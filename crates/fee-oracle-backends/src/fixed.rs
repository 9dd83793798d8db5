// Copyright 2022 Webb Technologies Inc.
//
// Licensed under the Apache License, Version 2.0 (the "License");
// you may not use this file except in compliance with the License.
// You may obtain a copy of the License at
//
// http://www.apache.org/licenses/LICENSE-2.0
//
// Unless required by applicable law or agreed to in writing, software
// distributed under the License is distributed on an "AS IS" BASIS,
// WITHOUT WARRANTIES OR CONDITIONS OF ANY KIND, either express or implied.
// See the License for the specific language governing permissions and
// limitations under the License.

use confession_relayer_utils::Result;
use ethers::types::U256;

use crate::{FeeQuote, FeeSource};

/// A backend that always quotes the same amount.
#[derive(Debug, Clone, Copy)]
pub struct FixedFeeBackend {
    quote: FeeQuote,
}

impl FixedFeeBackend {
    /// A fixed quote reported as coming from `source`.
    #[must_use]
    pub fn new(amount: U256, source: FeeSource) -> Self {
        Self {
            quote: FeeQuote { amount, source },
        }
    }

    /// The configured default fee, reported as [`FeeSource::Fallback`].
    #[must_use]
    pub fn fallback(amount: U256) -> Self {
        Self::new(amount, FeeSource::Fallback)
    }
}

#[async_trait::async_trait]
impl super::FeeBackend for FixedFeeBackend {
    fn name(&self) -> &'static str {
        "fixed"
    }

    async fn required_fee(&self) -> Result<FeeQuote> {
        Ok(self.quote)
    }
}

#[cfg(test)]
mod tests {
    use super::*;
    use crate::FeeBackend;

    #[tokio::test]
    async fn it_works() {
        let backend = FixedFeeBackend::fallback(U256::from(42u64));
        let quote = backend.required_fee().await.unwrap();
        assert_eq!(quote.amount, U256::from(42u64));
        assert_eq!(quote.source, FeeSource::Fallback);
        assert_eq!(
            serde_json::to_value(quote.source).unwrap(),
            serde_json::json!("fallback")
        );
    }
}
// Copyright 2022 Webb Technologies Inc.
//
// Licensed under the Apache License, Version 2.0 (the "License");
// you may not use this file except in compliance with the License.
// You may obtain a copy of the License at
//
// http://www.apache.org/licenses/LICENSE-2.0
//
// Unless required by applicable law or agreed to in writing, software
// distributed under the License is distributed on an "AS IS" BASIS,
// WITHOUT WARRANTIES OR CONDITIONS OF ANY KIND, either express or implied.
// See the License for the specific language governing permissions and
// limitations under the License.

use std::sync::Arc;

use axum::extract::State;
use axum::http::{header, StatusCode};
use axum::response::IntoResponse;

use confession_relayer_context::RelayerContext;
use confession_relayer_utils::HandlerError;

/// Handles `GET /api/metrics`
///
/// Prometheus text exposition of the context registry.
pub async fn handle_metric_info(
    State(ctx): State<Arc<RelayerContext>>,
) -> Result<impl IntoResponse, HandlerError> {
    let metric_gathered = ctx
        .metrics
        .gather_metrics()
        .map_err(confession_relayer_utils::Error::from)?;
    Ok((
        StatusCode::OK,
        [(header::CONTENT_TYPE, "text/plain; version=0.0.4")],
        metric_gathered,
    ))
}
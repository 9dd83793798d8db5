// Copyright 2022 Webb Technologies Inc.
//
// Licensed under the Apache License, Version 2.0 (the "License");
// you may not use this file except in compliance with the License.
// You may obtain a copy of the License at
//
// http://www.apache.org/licenses/LICENSE-2.0
//
// Unless required by applicable law or agreed to in writing, software
// distributed under the License is distributed on an "AS IS" BASIS,
// WITHOUT WARRANTIES OR CONDITIONS OF ANY KIND, either express or implied.
// See the License for the specific language governing permissions and
// limitations under the License.

#![warn(missing_docs)]
//! Domain types shared across the confession relayer crates.

/// Confessions, categories and votes.
pub mod confession;
/// Ether denominated amounts read from the config.
pub mod ether_amount;
/// A module for managing the private key of the relayer wallet.
pub mod private_key;
/// A module for managing the RPC URL.
pub mod rpc_url;
/// Lexicon based sentiment scoring.
pub mod sentiment;

pub use confession::{Category, Confession, Vote, VoteType};
pub use ether_amount::EtherAmount;
pub use private_key::PrivateKey;
pub use rpc_url::RpcUrl;
// Copyright 2022 Webb Technologies Inc.
//
// Licensed under the Apache License, Version 2.0 (the "License");
// you may not use this file except in compliance with the License.
// You may obtain a copy of the License at
//
// http://www.apache.org/licenses/LICENSE-2.0
//
// Unless required by applicable law or agreed to in writing, software
// distributed under the License is distributed on an "AS IS" BASIS,
// WITHOUT WARRANTIES OR CONDITIONS OF ANY KIND, either express or implied.
// See the License for the specific language governing permissions and
// limitations under the License.

use std::collections::HashMap;
use std::sync::Arc;

use confession_relayer_types::{Confession, Vote, VoteType};
use confession_relayer_utils::Error;
use parking_lot::RwLock;
use uuid::Uuid;

use super::{ConfessionFilter, ConfessionStats, ConfessionStore};

#[derive(Default)]
struct MemState {
    confessions: HashMap<Uuid, Confession>,
    votes: HashMap<(Uuid, String), Vote>,
}

/// InMemoryStore is a store that keeps confessions and votes in memory.
///
/// Confessions and votes share one lock, so a vote and its counter update
/// are never observed apart.
#[derive(Clone, Default)]
pub struct InMemoryStore {
    state: Arc<RwLock<MemState>>,
}

impl std::fmt::Debug for InMemoryStore {
    fn fmt(&self, f: &mut std::fmt::Formatter<'_>) -> std::fmt::Result {
        f.debug_struct("InMemoryStore").finish()
    }
}

impl InMemoryStore {
    fn change_vote(
        &self,
        confession_id: Uuid,
        visitor_id: &str,
        to: Option<VoteType>,
    ) -> Option<Confession> {
        let mut guard = self.state.write();
        let MemState { confessions, votes } = &mut *guard;
        let confession = confessions.get_mut(&confession_id)?;
        let key = (confession_id, visitor_id.to_owned());
        let from = votes.get(&key).map(|v| v.vote_type);
        if from == to {
            return Some(confession.clone());
        }
        match to {
            Some(vote_type) => {
                votes
                    .entry(key)
                    .and_modify(|v| v.vote_type = vote_type)
                    .or_insert_with(|| {
                        Vote::new(confession_id, visitor_id, vote_type)
                    });
            }
            None => {
                votes.remove(&key);
            }
        }
        confession.apply_vote_change(from, to);
        Some(confession.clone())
    }
}

#[async_trait::async_trait]
impl ConfessionStore for InMemoryStore {
    #[tracing::instrument(skip(self))]
    async fn list_confessions(
        &self,
        filter: &ConfessionFilter,
    ) -> crate::Result<Vec<Confession>> {
        let guard = self.state.read();
        Ok(filter.apply(guard.confessions.values().cloned()))
    }

    async fn get_confession(
        &self,
        id: Uuid,
    ) -> crate::Result<Option<Confession>> {
        Ok(self.state.read().confessions.get(&id).cloned())
    }

    #[tracing::instrument(skip_all, fields(id = %confession.id))]
    async fn insert_confession(
        &self,
        confession: &Confession,
    ) -> crate::Result<()> {
        let mut guard = self.state.write();
        if guard.confessions.contains_key(&confession.id) {
            return Err(Error::Generic("confession already exists"));
        }
        guard.confessions.insert(confession.id, confession.clone());
        Ok(())
    }

    #[tracing::instrument(skip(self))]
    async fn set_hidden(
        &self,
        id: Uuid,
        hidden: bool,
    ) -> crate::Result<Option<Confession>> {
        let mut guard = self.state.write();
        Ok(guard.confessions.get_mut(&id).map(|c| {
            c.is_hidden = hidden;
            c.clone()
        }))
    }

    async fn get_vote(
        &self,
        confession_id: Uuid,
        visitor_id: &str,
    ) -> crate::Result<Option<VoteType>> {
        let guard = self.state.read();
        Ok(guard
            .votes
            .get(&(confession_id, visitor_id.to_owned()))
            .map(|v| v.vote_type))
    }

    #[tracing::instrument(skip(self))]
    async fn cast_vote(
        &self,
        confession_id: Uuid,
        visitor_id: &str,
        vote_type: VoteType,
    ) -> crate::Result<Option<Confession>> {
        Ok(self.change_vote(confession_id, visitor_id, Some(vote_type)))
    }

    #[tracing::instrument(skip(self))]
    async fn remove_vote(
        &self,
        confession_id: Uuid,
        visitor_id: &str,
    ) -> crate::Result<Option<Confession>> {
        Ok(self.change_vote(confession_id, visitor_id, None))
    }

    async fn confession_stats(
        &self,
        top: usize,
    ) -> crate::Result<ConfessionStats> {
        let guard = self.state.read();
        Ok(ConfessionStats::collect(guard.confessions.values().cloned(), top))
    }
}

#[cfg(test)]
mod tests {
    use super::*;
    use confession_relayer_types::Category;

    async fn seeded() -> (InMemoryStore, Uuid) {
        let store = InMemoryStore::default();
        let c = Confession::anchored("gm", Category::Wisdom, "0x01");
        store.insert_confession(&c).await.unwrap();
        (store, c.id)
    }

    #[tokio::test]
    async fn switching_votes_never_double_counts() {
        let (store, id) = seeded().await;
        let c = store.cast_vote(id, "v1", VoteType::Like).await.unwrap().unwrap();
        assert_eq!((c.likes, c.dislikes), (1, 0));
        // repeating the same vote is a no-op.
        let c = store.cast_vote(id, "v1", VoteType::Like).await.unwrap().unwrap();
        assert_eq!((c.likes, c.dislikes), (1, 0));
        let c = store
            .cast_vote(id, "v1", VoteType::Dislike)
            .await
            .unwrap()
            .unwrap();
        assert_eq!((c.likes, c.dislikes), (0, 1));
        let c = store.cast_vote(id, "v2", VoteType::Dislike).await.unwrap().unwrap();
        assert_eq!((c.likes, c.dislikes), (0, 2));
        assert_eq!(
            store.get_vote(id, "v1").await.unwrap(),
            Some(VoteType::Dislike)
        );

        let c = store.remove_vote(id, "v1").await.unwrap().unwrap();
        assert_eq!((c.likes, c.dislikes), (0, 1));
        assert_eq!(store.get_vote(id, "v1").await.unwrap(), None);
        // removing twice changes nothing.
        let c = store.remove_vote(id, "v1").await.unwrap().unwrap();
        assert_eq!((c.likes, c.dislikes), (0, 1));
    }

    #[tokio::test]
    async fn concurrent_votes_match_vote_rows() {
        let (store, id) = seeded().await;
        let tasks = (0..50).map(|i| {
            let store = store.clone();
            tokio::spawn(async move {
                let visitor = format!("v{}", i % 10);
                let vote = if i % 3 == 0 {
                    VoteType::Dislike
                } else {
                    VoteType::Like
                };
                store.cast_vote(id, &visitor, vote).await.unwrap();
            })
        });
        futures::future::join_all(tasks).await;
        let c = store.get_confession(id).await.unwrap().unwrap();
        let guard = store.state.read();
        let likes = guard
            .votes
            .values()
            .filter(|v| v.vote_type == VoteType::Like)
            .count() as u64;
        let dislikes = guard.votes.len() as u64 - likes;
        assert_eq!((c.likes, c.dislikes), (likes, dislikes));
        assert_eq!(guard.votes.len(), 10);
    }

    #[tokio::test]
    async fn unknown_confession_yields_none() {
        let store = InMemoryStore::default();
        let res = store
            .cast_vote(Uuid::new_v4(), "v", VoteType::Like)
            .await
            .unwrap();
        assert!(res.is_none());
        assert!(store.set_hidden(Uuid::new_v4(), true).await.unwrap().is_none());
    }

    #[tokio::test]
    async fn duplicate_insert_is_rejected() {
        let (store, id) = seeded().await;
        let mut c = store.get_confession(id).await.unwrap().unwrap();
        c.tx_hash = Some("0x02".into());
        assert!(store.insert_confession(&c).await.is_err());
        let stored = store.get_confession(id).await.unwrap().unwrap();
        assert_eq!(stored.tx_hash.as_deref(), Some("0x01"));
    }
}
——
■ EXERCISE: Whenever the string "ConfessionFilter" shows up in a line above, copy that line.

■ PROBLEM SOLUTION:
use super::{ConfessionFilter, ConfessionStats, ConfessionStore};
        filter: &ConfessionFilter,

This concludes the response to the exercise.